To do: Restating every entry exactly is the whole task.

┌──

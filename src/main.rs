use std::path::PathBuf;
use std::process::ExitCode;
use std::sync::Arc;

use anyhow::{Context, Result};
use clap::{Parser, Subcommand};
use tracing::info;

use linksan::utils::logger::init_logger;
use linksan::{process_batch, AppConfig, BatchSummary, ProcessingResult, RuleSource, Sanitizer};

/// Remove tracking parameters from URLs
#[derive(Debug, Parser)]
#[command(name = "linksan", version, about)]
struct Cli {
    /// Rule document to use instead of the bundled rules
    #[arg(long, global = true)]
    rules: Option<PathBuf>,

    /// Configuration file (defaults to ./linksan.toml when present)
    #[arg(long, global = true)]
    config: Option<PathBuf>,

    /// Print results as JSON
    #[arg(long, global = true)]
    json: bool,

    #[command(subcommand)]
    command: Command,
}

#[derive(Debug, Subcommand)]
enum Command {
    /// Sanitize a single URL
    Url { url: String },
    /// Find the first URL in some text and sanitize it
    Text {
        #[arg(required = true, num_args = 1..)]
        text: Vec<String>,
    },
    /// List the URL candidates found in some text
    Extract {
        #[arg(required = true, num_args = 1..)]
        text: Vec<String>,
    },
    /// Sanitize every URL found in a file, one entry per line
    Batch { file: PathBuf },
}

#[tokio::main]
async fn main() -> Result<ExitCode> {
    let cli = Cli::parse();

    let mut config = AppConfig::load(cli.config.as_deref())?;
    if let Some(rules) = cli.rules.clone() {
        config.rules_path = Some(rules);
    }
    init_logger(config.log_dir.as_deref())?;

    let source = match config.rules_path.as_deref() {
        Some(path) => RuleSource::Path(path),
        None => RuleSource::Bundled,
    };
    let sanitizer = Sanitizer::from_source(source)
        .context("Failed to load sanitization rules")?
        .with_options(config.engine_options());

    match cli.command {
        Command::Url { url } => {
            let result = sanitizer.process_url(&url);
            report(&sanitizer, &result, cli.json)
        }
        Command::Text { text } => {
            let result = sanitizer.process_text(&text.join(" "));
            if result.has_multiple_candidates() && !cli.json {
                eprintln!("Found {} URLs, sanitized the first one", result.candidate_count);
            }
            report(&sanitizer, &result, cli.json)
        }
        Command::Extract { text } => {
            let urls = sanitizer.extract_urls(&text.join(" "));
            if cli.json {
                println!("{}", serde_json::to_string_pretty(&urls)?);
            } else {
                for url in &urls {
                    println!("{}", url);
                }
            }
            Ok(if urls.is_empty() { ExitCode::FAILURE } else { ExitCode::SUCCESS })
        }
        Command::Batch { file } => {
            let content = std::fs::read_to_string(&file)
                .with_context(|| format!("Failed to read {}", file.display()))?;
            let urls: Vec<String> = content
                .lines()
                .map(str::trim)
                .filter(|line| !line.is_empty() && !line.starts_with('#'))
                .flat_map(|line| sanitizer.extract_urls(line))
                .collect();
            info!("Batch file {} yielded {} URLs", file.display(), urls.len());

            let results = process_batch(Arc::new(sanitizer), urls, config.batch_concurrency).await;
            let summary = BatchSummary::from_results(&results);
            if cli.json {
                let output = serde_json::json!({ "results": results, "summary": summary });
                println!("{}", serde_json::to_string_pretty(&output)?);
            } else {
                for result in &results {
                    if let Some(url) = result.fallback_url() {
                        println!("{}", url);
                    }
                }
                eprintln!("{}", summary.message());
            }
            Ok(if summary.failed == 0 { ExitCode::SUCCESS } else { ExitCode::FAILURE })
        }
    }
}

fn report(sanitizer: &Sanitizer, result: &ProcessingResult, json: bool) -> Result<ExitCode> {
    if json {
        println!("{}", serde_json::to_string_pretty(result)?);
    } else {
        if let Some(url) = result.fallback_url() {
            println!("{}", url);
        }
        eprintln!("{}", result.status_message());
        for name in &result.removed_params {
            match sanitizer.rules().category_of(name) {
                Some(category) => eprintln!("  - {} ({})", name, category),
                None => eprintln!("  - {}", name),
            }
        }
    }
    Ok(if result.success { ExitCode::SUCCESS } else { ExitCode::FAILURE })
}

└──

Answer section:
filename src/main.rs
use std::path::PathBuf;
use std::process::ExitCode;
use std::sync::Arc;

use anyhow::{Context, Result};
use clap::{Parser, Subcommand};
use tracing::info;

use linksan::utils::logger::init_logger;
use linksan::{process_batch, AppConfig, BatchSummary, ProcessingResult, RuleSource, Sanitizer};

/// Remove tracking parameters from URLs
#[derive(Debug, Parser)]
#[command(name = "linksan", version, about)]
struct Cli {
    /// Rule document to use instead of the bundled rules
    #[arg(long, global = true)]
    rules: Option<PathBuf>,

    /// Configuration file (defaults to ./linksan.toml when present)
    #[arg(long, global = true)]
    config: Option<PathBuf>,

    /// Print results as JSON
    #[arg(long, global = true)]
    json: bool,

    #[command(subcommand)]
    command: Command,
}

#[derive(Debug, Subcommand)]
enum Command {
    /// Sanitize a single URL
    Url { url: String },
    /// Find the first URL in some text and sanitize it
    Text {
        #[arg(required = true, num_args = 1..)]
        text: Vec<String>,
    },
    /// List the URL candidates found in some text
    Extract {
        #[arg(required = true, num_args = 1..)]
        text: Vec<String>,
    },
    /// Sanitize every URL found in a file, one entry per line
    Batch { file: PathBuf },
}

#[tokio::main]
async fn main() -> Result<ExitCode> {
    let cli = Cli::parse();

    let mut config = AppConfig::load(cli.config.as_deref())?;
    if let Some(rules) = cli.rules.clone() {
        config.rules_path = Some(rules);
    }
    init_logger(config.log_dir.as_deref())?;

    let source = match config.rules_path.as_deref() {
        Some(path) => RuleSource::Path(path),
        None => RuleSource::Bundled,
    };
    let sanitizer = Sanitizer::from_source(source)
        .context("Failed to load sanitization rules")?
        .with_options(config.engine_options());

    match cli.command {
        Command::Url { url } => {
            let result = sanitizer.process_url(&url);
            report(&sanitizer, &result, cli.json)
        }
        Command::Text { text } => {
            let result = sanitizer.process_text(&text.join(" "));
            if result.has_multiple_candidates() && !cli.json {
                eprintln!("Found {} URLs, sanitized the first one", result.candidate_count);
            }
            report(&sanitizer, &result, cli.json)
        }
        Command::Extract { text } => {
            let urls = sanitizer.extract_urls(&text.join(" "));
            if cli.json {
                println!("{}", serde_json::to_string_pretty(&urls)?);
            } else {
                for url in &urls {
                    println!("{}", url);
                }
            }
            Ok(if urls.is_empty() { ExitCode::FAILURE } else { ExitCode::SUCCESS })
        }
        Command::Batch { file } => {
            let content = std::fs::read_to_string(&file)
                .with_context(|| format!("Failed to read {}", file.display()))?;
            let urls: Vec<String> = content
                .lines()
                .map(str::trim)
                .filter(|line| !line.is_empty() && !line.starts_with('#'))
                .flat_map(|line| sanitizer.extract_urls(line))
                .collect();
            info!("Batch file {} yielded {} URLs", file.display(), urls.len());

            let results = process_batch(Arc::new(sanitizer), urls, config.batch_concurrency).await;
            let summary = BatchSummary::from_results(&results);
            if cli.json {
                let output = serde_json::json!({ "results": results, "summary": summary });
                println!("{}", serde_json::to_string_pretty(&output)?);
            } else {
                for result in &results {
                    if let Some(url) = result.fallback_url() {
                        println!("{}", url);
                    }
                }
                eprintln!("{}", summary.message());
            }
            Ok(if summary.failed == 0 { ExitCode::SUCCESS } else { ExitCode::FAILURE })
        }
    }
}

fn report(sanitizer: &Sanitizer, result: &ProcessingResult, json: bool) -> Result<ExitCode> {
    if json {
        println!("{}", serde_json::to_string_pretty(result)?);
    } else {
        if let Some(url) = result.fallback_url() {
            println!("{}", url);
        }
        eprintln!("{}", result.status_message());
        for name in &result.removed_params {
            match sanitizer.rules().category_of(name) {
                Some(category) => eprintln!("  - {} ({})", name, category),
                None => eprintln!("  - {}", name),
            }
        }
    }
    Ok(if result.success { ExitCode::SUCCESS } else { ExitCode::FAILURE })
}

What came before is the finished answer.